The formula, or rule-of-thumb, that I’ve been sketching is one where the distribution of power in society is proportional to the “passions, talents, and efforts” of its members. A distribution that reflects them. Responds to them. Challenges, excites, strains them. Taps into them to find their greatest fulfillment. This formula offers some room for interpretation, obviously, just as the 1789 Declaration of the Rights of Man and Citizen permitted social distinction only in so far as it benefits the “common utility.” “Men are born and remain free and equal in rights. Social distinctions may be founded only upon the common utility”— “Les hommes naissent et demeurent libres et égaux en droits. Les distinctions sociales ne peuvent être fondées que sur l’utilité commune.”
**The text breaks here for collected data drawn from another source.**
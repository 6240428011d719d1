//! Process plumbing shared by the stage binaries.
//!
//! Configuration problems (bad arguments, streams that cannot be opened,
//! unreadable memory images) are returned as [`anyhow::Error`] so `main`
//! prints them and exits non-zero. Any other error raised while a stream is
//! being processed, I/O failures included, is logged and aborts the process.

use std::fs::{File, OpenOptions};
use std::io::{self, Read, Write};
use std::path::{Path, PathBuf};

use anyhow::{bail, Context};
use clap::Args;
use ffp_twin::memory::{FlatMemory, DEFAULT_MEMORY_SIZE};
use ffp_twin::twin_core::{ErrorCategory, PipeError};
use ffp_twin::{run_stage_kind, StageKind, TwinError, MAX_SCREEN_SIDE};

/// Positional arguments every stage binary takes.
#[derive(Debug, Clone, Args)]
pub struct StageArgs {
    /// Screen width in pixels
    pub width: u32,

    /// Screen height in pixels
    pub height: u32,

    /// Input command stream (file or FIFO, "-" for stdin)
    pub input: PathBuf,

    /// Output command stream (file or FIFO, "-" for stdout)
    pub output: PathBuf,

    /// Only log warnings and errors
    #[arg(short, long)]
    pub quiet: bool,
}

/// Start `env_logger` at `info`, or `warn` when quiet. `RUST_LOG` overrides.
pub fn init_logging(quiet: bool) {
    let level = if quiet { "warn" } else { "info" };
    env_logger::Builder::from_env(env_logger::Env::default().default_filter_or(level)).init();
}

pub fn check_screen(width: u32, height: u32) -> anyhow::Result<()> {
    for (name, side) in [("width", width), ("height", height)] {
        if side == 0 || side > MAX_SCREEN_SIDE {
            bail!("{name} {side} outside 1..={MAX_SCREEN_SIDE}");
        }
    }
    Ok(())
}

fn is_stdio(path: &Path) -> bool {
    path.as_os_str() == "-"
}

pub fn open_input(path: &Path) -> anyhow::Result<Box<dyn Read + Send>> {
    if is_stdio(path) {
        return Ok(Box::new(io::stdin()));
    }
    let file = File::open(path)
        .with_context(|| format!("cannot open input stream {}", path.display()))?;
    Ok(Box::new(file))
}

/// Open an output stream, replacing any previous contents of a regular file.
pub fn open_output(path: &Path) -> anyhow::Result<Box<dyn Write + Send>> {
    if is_stdio(path) {
        return Ok(Box::new(io::stdout()));
    }
    let file = OpenOptions::new()
        .write(true)
        .create(true)
        .truncate(true)
        .open(path)
        .with_context(|| format!("cannot open output stream {}", path.display()))?;
    Ok(Box::new(file))
}

/// Whether an error raised while a stream is being processed aborts the
/// process. Only configuration errors exit cleanly; I/O errors do not.
pub fn aborts_processing(err: &PipeError) -> bool {
    match err {
        PipeError::Io(_) => true,
        other => other.category() != ErrorCategory::Config,
    }
}

/// Turn a processing error into the process outcome for its category.
pub fn fatal(context: &str, err: PipeError) -> anyhow::Error {
    if aborts_processing(&err) {
        log::error!("{context}: {err}");
        std::process::abort()
    }
    anyhow::Error::new(err).context(context.to_string())
}

/// Same as [`fatal`] for errors from the in-process pipeline. Setup errors
/// happen before any stream is read and exit cleanly.
pub fn fatal_pipeline(err: TwinError) -> anyhow::Error {
    let aborts = match &err {
        TwinError::Stage { source, .. } | TwinError::Display(source) => aborts_processing(source),
        TwinError::Panicked(_) => true,
        TwinError::Config(_) | TwinError::Json(_) | TwinError::Setup(_) => false,
    };
    if aborts {
        log::error!("{err}");
        std::process::abort()
    }
    anyhow::Error::new(err)
}

/// Texel memory for a stage binary: the given image, or zero-filled memory.
pub fn load_memory(path: Option<&Path>) -> anyhow::Result<FlatMemory> {
    match path {
        Some(path) => FlatMemory::load(path)
            .with_context(|| format!("cannot load texel memory {}", path.display())),
        None => Ok(FlatMemory::zeroed(DEFAULT_MEMORY_SIZE)),
    }
}

/// Run one stage between the streams named in `args`.
pub fn run_stage_binary(
    kind: StageKind,
    args: &StageArgs,
    memory: &FlatMemory,
) -> anyhow::Result<()> {
    check_screen(args.width, args.height)?;
    let input = open_input(&args.input)?;
    let output = open_output(&args.output)?;

    let report = run_stage_kind(kind, args.width, args.height, memory, input, output)
        .map_err(|e| fatal(kind.name(), e))?;
    log::info!(
        "{}: {} handled, {} forwarded, {} emitted",
        kind,
        report.handled,
        report.forwarded,
        report.emitted
    );
    Ok(())
}
//! Edge functions and barycentric attribute evaluation.
//!
//! The hardware evaluates these with fused multiply-adds; every `mul_add`
//! below is part of the bit-exact contract and must not be expanded.

use ffp_twin_core::protocol::EDGE_SNAP;
use glam::Vec2;

/// Signed edge function of point `c` against edge `a -> b`.
///
/// `E(c) = (a.y*b.x - a.x*b.y) + c.y*(a.x - b.x) + c.x*(b.y - a.y)`, with
/// the constant term and both accumulations fused.
#[inline]
pub fn edge_function(a: Vec2, b: Vec2, c: Vec2) -> f32 {
    let constant = (-a.x).mul_add(b.y, a.y * b.x);
    let dx = a.x - b.x;
    let dy = b.y - a.y;
    let partial = c.y.mul_add(dx, constant);
    c.x.mul_add(dy, partial)
}

/// Flush edge values too small to trust to zero.
#[inline]
pub fn snap_edge(w: f32) -> f32 {
    if w.abs() < EDGE_SNAP {
        0.0
    } else {
        w
    }
}

/// `w0*v0 + w1*v1 + w2*v2`, accumulated with two fused steps.
#[inline]
pub fn fmac(v: [f32; 3], w: [f32; 3]) -> f32 {
    w[2].mul_add(v[2], w[1].mul_add(v[1], w[0] * v[0]))
}

#[cfg(test)]
mod tests {
    use super::*;

    #[test]
    fn sign_follows_winding() {
        let a = Vec2::new(0.0, 0.0);
        let b = Vec2::new(10.0, 0.0);
        assert!(edge_function(a, b, Vec2::new(5.0, 5.0)) < 0.0);
        assert!(edge_function(a, b, Vec2::new(5.0, -5.0)) > 0.0);
        assert_eq!(edge_function(a, b, Vec2::new(3.0, 0.0)), 0.0);
    }

    #[test]
    fn snapping_is_strict() {
        assert_eq!(snap_edge(EDGE_SNAP / 2.0), 0.0);
        assert_eq!(snap_edge(-EDGE_SNAP / 2.0), 0.0);
        assert_eq!(snap_edge(EDGE_SNAP), EDGE_SNAP);
    }
}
Ambiguities like this have been exploited before, as when the ideal of “common utility” gets sublimed to the point where all citizens are expected to sacrifice themselves to it. It becomes what Nietzsche called an “ascetic ideal”— only plaguing the body politic. But if we don’t sublime the “common” (i.e., “the People”), if we don’t sublime “utility” (i.e., crass utilitarianism or reductive instrumentalism), there’s still a lot to be heeded and cherished (as with most things from the Enlightenment legacy, if you ask me). To think in terms of “passions, talents, and efforts” is just one way to help keep things relatively unsublimed: we have our own personal panoply of passions, talents, and efforts (and I love this word, “panoply”). This formula also switches up the typical Enlightenment emphasis on liberty (negatively and therefore more abstractly understood) for power or powers (as positive and more easily understood as concrete capacities). And in a way that I’ll talk about more in the next stretch of notes, our “passions, talents, and efforts” are less “alienable” than the natural rights offered by Enlightenment and Revolutionary documents, which in truth depend on tremendous social reinforcement, and more fair, feasible, and empowering than the equality of conditions envisioned by 19th century egalitarians.